Father took ill in March, 1944, in his ninety-first year, but recovered sufficiently to get out again and ministered from the Word of God in the four local assemblies.
In November of the same year, having passed his ninety-first birthday, he had a relapse. During his closing days he often quoted a hymn in the Gospel Hymn Book:
“Until I saw the blood
’Twas hell my soul was fearing.”
the verses of which he desired to be repeated at his funeral service. Two verses of this hymn are engraved on his tombstone.
Ten days before Father was called Home my only son, John, then eight years of age, was saved. Often had my father spoken to him about his soul, saying, “John, it’s time you were saved, my boy.” The following morning John told his grandfather who, after conducting an interrogation from his sick bed, declared his pleasure and satisfaction.
Even when very weak and nearing the end, he spoke of the Saviour he loved. Almost, if not his last words were “I shall be glad to see Him.”

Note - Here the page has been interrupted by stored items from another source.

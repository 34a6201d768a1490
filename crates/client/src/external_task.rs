//! External task resource: request/response types and the service trait

use std::collections::BTreeMap;

use async_trait::async_trait;
use chrono::{DateTime, FixedOffset};
use serde::{Deserialize, Serialize};

use crate::error::ClientError;
use crate::time::engine_time_opt;
use crate::variable::{Variable, Variables};

/// Remote service exposing the external task operations a worker needs
///
/// Implemented over HTTP by [`ExternalTaskClient`](crate::ExternalTaskClient)
/// and in memory by [`InMemoryExternalTaskService`](crate::InMemoryExternalTaskService).
#[async_trait]
pub trait ExternalTaskService: Send + Sync {
    /// Fetch and lock up to `query.max_tasks` tasks for the given topics
    async fn fetch_and_lock(
        &self,
        query: &FetchAndLock,
    ) -> Result<Vec<LockedExternalTask>, ClientError>;

    /// Complete a locked task
    async fn complete(&self, task_id: &str, request: &CompleteRequest) -> Result<(), ClientError>;

    /// Report a technical failure for a locked task
    async fn handle_failure(
        &self,
        task_id: &str,
        request: &FailureRequest,
    ) -> Result<(), ClientError>;

    /// Report a business (BPMN) error for a locked task
    async fn handle_bpmn_error(
        &self,
        task_id: &str,
        request: &BpmnErrorRequest,
    ) -> Result<(), ClientError>;

    /// Extend the lock of a task held by the requesting worker
    async fn extend_lock(
        &self,
        task_id: &str,
        request: &ExtendLockRequest,
    ) -> Result<(), ClientError>;

    /// Release a lock so the task can be fetched again
    async fn unlock(&self, task_id: &str) -> Result<(), ClientError>;
}

/// Fetch-and-lock request
#[derive(Debug, Clone, PartialEq, Serialize, Deserialize)]
#[serde(rename_all = "camelCase")]
pub struct FetchAndLock {
    /// Id of the worker the tasks are locked for
    pub worker_id: String,

    /// Maximum number of tasks to return
    pub max_tasks: u32,

    /// Fetch tasks in descending priority order
    #[serde(default, skip_serializing_if = "Option::is_none")]
    pub use_priority: Option<bool>,

    /// Long-polling timeout in milliseconds
    #[serde(default, skip_serializing_if = "Option::is_none")]
    pub async_response_timeout: Option<u64>,

    /// Topics to fetch from
    pub topics: Vec<FetchAndLockTopic>,
}

/// A topic subscription inside a fetch-and-lock request
#[derive(Debug, Clone, Default, PartialEq, Serialize, Deserialize)]
#[serde(rename_all = "camelCase")]
pub struct FetchAndLockTopic {
    /// Topic name
    pub topic_name: String,

    /// Lock duration in milliseconds
    ///
    /// `None` (or 0) lets the processor fill in its default.
    #[serde(default, skip_serializing_if = "Option::is_none")]
    pub lock_duration: Option<u64>,

    /// Only fetch these variables (all when absent)
    #[serde(default, skip_serializing_if = "Option::is_none")]
    pub variables: Option<Vec<String>>,

    /// Only fetch local variables of the task's execution
    #[serde(default, skip_serializing_if = "Option::is_none")]
    pub local_variables: Option<bool>,

    #[serde(default, skip_serializing_if = "Option::is_none")]
    pub business_key: Option<String>,

    #[serde(default, skip_serializing_if = "Option::is_none")]
    pub process_definition_id: Option<String>,

    #[serde(default, skip_serializing_if = "Option::is_none")]
    pub process_definition_id_in: Option<Vec<String>>,

    #[serde(default, skip_serializing_if = "Option::is_none")]
    pub process_definition_key: Option<String>,

    #[serde(default, skip_serializing_if = "Option::is_none")]
    pub process_definition_key_in: Option<Vec<String>>,

    /// Only tasks that belong to no tenant
    #[serde(default, skip_serializing_if = "Option::is_none")]
    pub without_tenant_id: Option<bool>,

    #[serde(default, skip_serializing_if = "Option::is_none")]
    pub tenant_id_in: Option<Vec<String>>,

    /// Only tasks whose process has a variable with exactly this value
    #[serde(default, skip_serializing_if = "Option::is_none")]
    pub process_variables: Option<BTreeMap<String, serde_json::Value>>,

    /// Return serializable variables in their deserialized form
    #[serde(default, skip_serializing_if = "Option::is_none")]
    pub deserialize_values: Option<bool>,
}

impl FetchAndLockTopic {
    /// Subscribe to a topic
    pub fn new(topic_name: impl Into<String>) -> Self {
        Self {
            topic_name: topic_name.into(),
            ..Default::default()
        }
    }

    /// Set an explicit lock duration in milliseconds
    pub fn with_lock_duration(mut self, millis: u64) -> Self {
        self.lock_duration = Some(millis);
        self
    }

    /// Restrict the fetched variables
    pub fn with_variables<I, S>(mut self, names: I) -> Self
    where
        I: IntoIterator<Item = S>,
        S: Into<String>,
    {
        self.variables = Some(names.into_iter().map(Into::into).collect());
        self
    }

    pub fn with_local_variables(mut self, local: bool) -> Self {
        self.local_variables = Some(local);
        self
    }

    pub fn with_business_key(mut self, key: impl Into<String>) -> Self {
        self.business_key = Some(key.into());
        self
    }

    pub fn with_process_definition_key(mut self, key: impl Into<String>) -> Self {
        self.process_definition_key = Some(key.into());
        self
    }

    pub fn with_tenant_ids<I, S>(mut self, tenants: I) -> Self
    where
        I: IntoIterator<Item = S>,
        S: Into<String>,
    {
        self.tenant_id_in = Some(tenants.into_iter().map(Into::into).collect());
        self
    }

    pub fn without_tenant_id(mut self) -> Self {
        self.without_tenant_id = Some(true);
        self
    }

    /// Add a process variable equality filter
    pub fn with_process_variable(
        mut self,
        name: impl Into<String>,
        value: impl Into<serde_json::Value>,
    ) -> Self {
        self.process_variables
            .get_or_insert_with(BTreeMap::new)
            .insert(name.into(), value.into());
        self
    }

    pub fn with_deserialize_values(mut self, deserialize: bool) -> Self {
        self.deserialize_values = Some(deserialize);
        self
    }
}

/// A task locked for a worker
#[derive(Debug, Clone, PartialEq, Serialize, Deserialize)]
#[serde(rename_all = "camelCase")]
pub struct LockedExternalTask {
    /// Task id
    pub id: String,

    /// Worker holding the lock
    #[serde(default)]
    pub worker_id: String,

    #[serde(default)]
    pub topic_name: String,

    /// When the current lock expires
    #[serde(default, with = "engine_time_opt")]
    pub lock_expiration_time: Option<DateTime<FixedOffset>>,

    /// Retries left; absent until the first failure is reported
    #[serde(default)]
    pub retries: Option<u32>,

    #[serde(default)]
    pub variables: Variables,

    #[serde(default)]
    pub activity_id: String,

    #[serde(default)]
    pub activity_instance_id: String,

    #[serde(default)]
    pub execution_id: String,

    #[serde(default)]
    pub process_definition_id: String,

    #[serde(default)]
    pub process_definition_key: String,

    #[serde(default)]
    pub process_instance_id: String,

    #[serde(default)]
    pub tenant_id: Option<String>,

    #[serde(default)]
    pub priority: i64,

    #[serde(default)]
    pub business_key: Option<String>,

    /// Message of the latest reported failure
    #[serde(default)]
    pub error_message: Option<String>,

    /// Details of the latest reported failure
    #[serde(default)]
    pub error_details: Option<String>,
}

impl LockedExternalTask {
    /// Look up a variable by name
    pub fn variable(&self, name: &str) -> Option<&Variable> {
        self.variables.get(name)
    }
}

/// An external task as returned by the task query endpoints
#[derive(Debug, Clone, PartialEq, Serialize, Deserialize)]
#[serde(rename_all = "camelCase")]
pub struct ExternalTask {
    pub id: String,

    #[serde(default)]
    pub topic_name: String,

    #[serde(default)]
    pub worker_id: Option<String>,

    #[serde(default, with = "engine_time_opt")]
    pub lock_expiration_time: Option<DateTime<FixedOffset>>,

    #[serde(default)]
    pub retries: Option<u32>,

    #[serde(default)]
    pub suspended: bool,

    #[serde(default)]
    pub priority: i64,

    #[serde(default)]
    pub activity_id: String,

    #[serde(default)]
    pub activity_instance_id: String,

    #[serde(default)]
    pub execution_id: String,

    #[serde(default)]
    pub process_definition_id: String,

    #[serde(default)]
    pub process_definition_key: String,

    #[serde(default)]
    pub process_instance_id: String,

    #[serde(default)]
    pub tenant_id: Option<String>,

    #[serde(default)]
    pub business_key: Option<String>,

    #[serde(default)]
    pub error_message: Option<String>,

    #[serde(default)]
    pub error_details: Option<String>,
}

/// Complete request body
#[derive(Debug, Clone, Default, PartialEq, Serialize, Deserialize)]
#[serde(rename_all = "camelCase")]
pub struct CompleteRequest {
    pub worker_id: String,

    #[serde(default, skip_serializing_if = "Option::is_none")]
    pub variables: Option<Variables>,

    /// Variables set only in the scope of the external task
    #[serde(default, skip_serializing_if = "Option::is_none")]
    pub local_variables: Option<Variables>,
}

/// Failure request body
#[derive(Debug, Clone, Default, PartialEq, Serialize, Deserialize)]
#[serde(rename_all = "camelCase")]
pub struct FailureRequest {
    pub worker_id: String,

    #[serde(default, skip_serializing_if = "Option::is_none")]
    pub error_message: Option<String>,

    #[serde(default, skip_serializing_if = "Option::is_none")]
    pub error_details: Option<String>,

    /// Retries left; 0 creates an incident
    #[serde(default, skip_serializing_if = "Option::is_none")]
    pub retries: Option<u32>,

    /// Milliseconds before the task can be fetched again
    #[serde(default, skip_serializing_if = "Option::is_none")]
    pub retry_timeout: Option<u64>,
}

/// BPMN error request body
#[derive(Debug, Clone, Default, PartialEq, Serialize, Deserialize)]
#[serde(rename_all = "camelCase")]
pub struct BpmnErrorRequest {
    pub worker_id: String,

    /// Code used to select the BPMN error boundary
    pub error_code: String,

    #[serde(default, skip_serializing_if = "Option::is_none")]
    pub error_message: Option<String>,

    #[serde(default, skip_serializing_if = "Option::is_none")]
    pub variables: Option<Variables>,
}

/// Extend-lock request body
#[derive(Debug, Clone, Default, PartialEq, Serialize, Deserialize)]
#[serde(rename_all = "camelCase")]
pub struct ExtendLockRequest {
    pub worker_id: String,

    /// New lock duration in milliseconds, counted from now
    pub new_duration: u64,
}

#[cfg(test)]
mod tests {
    use super::*;
    use serde_json::json;

    #[test]
    fn test_fetch_and_lock_wire_format() {
        let query = FetchAndLock {
            worker_id: "worker-1".to_string(),
            max_tasks: 5,
            use_priority: Some(true),
            async_response_timeout: Some(5000),
            topics: vec![FetchAndLockTopic::new("invoice")
                .with_lock_duration(10_000)
                .with_variables(["amount"])
                .with_process_variable("region", "emea")],
        };

        let json = serde_json::to_value(&query).unwrap();
        assert_eq!(
            json,
            json!({
                "workerId": "worker-1",
                "maxTasks": 5,
                "usePriority": true,
                "asyncResponseTimeout": 5000,
                "topics": [{
                    "topicName": "invoice",
                    "lockDuration": 10000,
                    "variables": ["amount"],
                    "processVariables": {"region": "emea"}
                }]
            })
        );
    }

    #[test]
    fn test_locked_task_from_engine_json() {
        let task: LockedExternalTask = serde_json::from_value(json!({
            "activityId": "PrintHello",
            "activityInstanceId": "PrintHello:1",
            "errorMessage": null,
            "errorDetails": null,
            "executionId": "exec-1",
            "id": "task-1",
            "lockExpirationTime": "2024-03-01T10:15:30.000+0100",
            "processDefinitionId": "hello:1:abc",
            "processDefinitionKey": "hello",
            "processInstanceId": "pi-1",
            "tenantId": null,
            "retries": null,
            "workerId": "worker-1",
            "priority": 0,
            "topicName": "PrintHello",
            "businessKey": "order-42",
            "variables": {
                "isWorld": {"type": "Boolean", "value": false, "valueInfo": {}}
            }
        }))
        .unwrap();

        assert_eq!(task.id, "task-1");
        assert_eq!(task.retries, None);
        assert!(task.lock_expiration_time.is_some());
        assert_eq!(task.business_key.as_deref(), Some("order-42"));
        assert_eq!(task.variable("isWorld").and_then(|v| v.as_bool()), Some(false));
    }

    #[test]
    fn test_failure_request_omits_unset_fields() {
        let request = FailureRequest {
            worker_id: "worker-1".to_string(),
            error_message: Some("boom".to_string()),
            ..Default::default()
        };

        let json = serde_json::to_value(&request).unwrap();
        assert_eq!(json, json!({"workerId": "worker-1", "errorMessage": "boom"}));
    }
}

Crowds gathered from all parts for the funeral service at Exeter. Two Devonshire brethren, Mr. Harold Ware and Mr. Thomas Prettejohn, who were long-standing friends, conducted the funeral service, Mr. Dawe and Mr. Hitchman took part at the grave, and one from each of the four local assemblies, acted as bearers. Thus was laid to rest a man who, with fearlessness and zeal and with strongly individualistic traits, had for many years borne a consistent and faithful witness to the Lord Jesus, and after he had served his own generation, by the will of God fell on sleep.